**Records from a data source**
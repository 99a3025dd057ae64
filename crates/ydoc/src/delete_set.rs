//! Delete sets: per-replica sorted, disjoint `(clock, len)` ranges.

use std::collections::BTreeMap;

use crate::clock::Id;

/// A run of deleted clocks `[clock, clock + len)` of one replica.
#[derive(Debug, Clone, Copy, PartialEq, Eq)]
pub struct DeleteRange {
    pub clock: u64,
    pub len: u64,
}

impl DeleteRange {
    pub const fn new(clock: u64, len: u64) -> Self {
        Self { clock, len }
    }

    /// Exclusive end, saturating at `u64::MAX`.
    pub fn end(&self) -> u64 {
        self.clock.saturating_add(self.len)
    }
}

/// Deleted identifiers grouped by replica.
///
/// Ranges are kept sorted and merged after every mutation, so two sets
/// covering the same ids compare equal.
#[derive(Debug, Clone, Default, PartialEq, Eq)]
pub struct DeleteSet {
    clients: BTreeMap<u64, Vec<DeleteRange>>,
}

impl DeleteSet {
    pub fn new() -> Self {
        Self::default()
    }

    /// Mark `[start, start + len)` as deleted. Ranges are clipped at
    /// `u64::MAX`.
    pub fn insert(&mut self, start: Id, len: u64) {
        let len = len.min(u64::MAX - start.clock);
        if len == 0 {
            return;
        }
        let ranges = self.clients.entry(start.replica).or_default();
        ranges.push(DeleteRange::new(start.clock, len));
        squash(ranges);
    }

    /// Union `other` into `self`.
    pub fn merge(&mut self, other: &DeleteSet) {
        for (&replica, ranges) in &other.clients {
            let entry = self.clients.entry(replica).or_default();
            entry.extend_from_slice(ranges);
            squash(entry);
        }
    }

    pub fn is_deleted(&self, target: Id) -> bool {
        let Some(ranges) = self.clients.get(&target.replica) else {
            return false;
        };
        let idx = ranges.partition_point(|r| r.end() <= target.clock);
        ranges
            .get(idx)
            .is_some_and(|r| r.clock <= target.clock && target.clock < r.end())
    }

    pub fn is_empty(&self) -> bool {
        self.clients.is_empty()
    }

    /// Number of replicas with at least one range.
    pub fn replica_count(&self) -> usize {
        self.clients.len()
    }

    /// Total number of ranges across all replicas.
    pub fn range_count(&self) -> usize {
        self.clients.values().map(Vec::len).sum()
    }

    /// Total number of deleted ids.
    pub fn id_count(&self) -> u64 {
        self.clients.values().flatten().map(|r| r.len).sum()
    }

    pub fn ranges(&self, replica: u64) -> &[DeleteRange] {
        self.clients.get(&replica).map(Vec::as_slice).unwrap_or(&[])
    }

    pub fn iter(&self) -> impl Iterator<Item = (u64, &[DeleteRange])> + '_ {
        self.clients.iter().map(|(&r, v)| (r, v.as_slice()))
    }

    /// Remove and return everything, leaving an empty set.
    pub fn take(&mut self) -> DeleteSet {
        std::mem::take(self)
    }
}

/// Sort and coalesce overlapping or adjacent ranges in place.
fn squash(ranges: &mut Vec<DeleteRange>) {
    ranges.sort_unstable_by_key(|r| r.clock);
    let mut out: Vec<DeleteRange> = Vec::with_capacity(ranges.len());
    for r in ranges.drain(..) {
        match out.last_mut() {
            Some(last) if r.clock <= last.end() => {
                let end = last.end().max(r.end());
                last.len = end - last.clock;
            }
            _ => out.push(r),
        }
    }
    *ranges = out;
}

**Problem**
Your answer should consist of every record, restated exactly.

**Answer to this problem**
repository 99a3025dd057ae64
filename crates/ydoc/src/delete_set.rs
//! Delete sets: per-replica sorted, disjoint `(clock, len)` ranges.

use std::collections::BTreeMap;

use crate::clock::Id;

/// A run of deleted clocks `[clock, clock + len)` of one replica.
#[derive(Debug, Clone, Copy, PartialEq, Eq)]
pub struct DeleteRange {
    pub clock: u64,
    pub len: u64,
}

impl DeleteRange {
    pub const fn new(clock: u64, len: u64) -> Self {
        Self { clock, len }
    }

    /// Exclusive end, saturating at `u64::MAX`.
    pub fn end(&self) -> u64 {
        self.clock.saturating_add(self.len)
    }
}

/// Deleted identifiers grouped by replica.
///
/// Ranges are kept sorted and merged after every mutation, so two sets
/// covering the same ids compare equal.
#[derive(Debug, Clone, Default, PartialEq, Eq)]
pub struct DeleteSet {
    clients: BTreeMap<u64, Vec<DeleteRange>>,
}

impl DeleteSet {
    pub fn new() -> Self {
        Self::default()
    }

    /// Mark `[start, start + len)` as deleted. Ranges are clipped at
    /// `u64::MAX`.
    pub fn insert(&mut self, start: Id, len: u64) {
        let len = len.min(u64::MAX - start.clock);
        if len == 0 {
            return;
        }
        let ranges = self.clients.entry(start.replica).or_default();
        ranges.push(DeleteRange::new(start.clock, len));
        squash(ranges);
    }

    /// Union `other` into `self`.
    pub fn merge(&mut self, other: &DeleteSet) {
        for (&replica, ranges) in &other.clients {
            let entry = self.clients.entry(replica).or_default();
            entry.extend_from_slice(ranges);
            squash(entry);
        }
    }

    pub fn is_deleted(&self, target: Id) -> bool {
        let Some(ranges) = self.clients.get(&target.replica) else {
            return false;
        };
        let idx = ranges.partition_point(|r| r.end() <= target.clock);
        ranges
            .get(idx)
            .is_some_and(|r| r.clock <= target.clock && target.clock < r.end())
    }

    pub fn is_empty(&self) -> bool {
        self.clients.is_empty()
    }

    /// Number of replicas with at least one range.
    pub fn replica_count(&self) -> usize {
        self.clients.len()
    }

    /// Total number of ranges across all replicas.
    pub fn range_count(&self) -> usize {
        self.clients.values().map(Vec::len).sum()
    }

    /// Total number of deleted ids.
    pub fn id_count(&self) -> u64 {
        self.clients.values().flatten().map(|r| r.len).sum()
    }

    pub fn ranges(&self, replica: u64) -> &[DeleteRange] {
        self.clients.get(&replica).map(Vec::as_slice).unwrap_or(&[])
    }

    pub fn iter(&self) -> impl Iterator<Item = (u64, &[DeleteRange])> + '_ {
        self.clients.iter().map(|(&r, v)| (r, v.as_slice()))
    }

    /// Remove and return everything, leaving an empty set.
    pub fn take(&mut self) -> DeleteSet {
        std::mem::take(self)
    }
}

/// Sort and coalesce overlapping or adjacent ranges in place.
fn squash(ranges: &mut Vec<DeleteRange>) {
    ranges.sort_unstable_by_key(|r| r.clock);
    let mut out: Vec<DeleteRange> = Vec::with_capacity(ranges.len());
    for r in ranges.drain(..) {
        match out.last_mut() {
            Some(last) if r.clock <= last.end() => {
                let end = last.end().max(r.end());
                last.len = end - last.clock;
            }
            _ => out.push(r),
        }
    }
    *ranges = out;
}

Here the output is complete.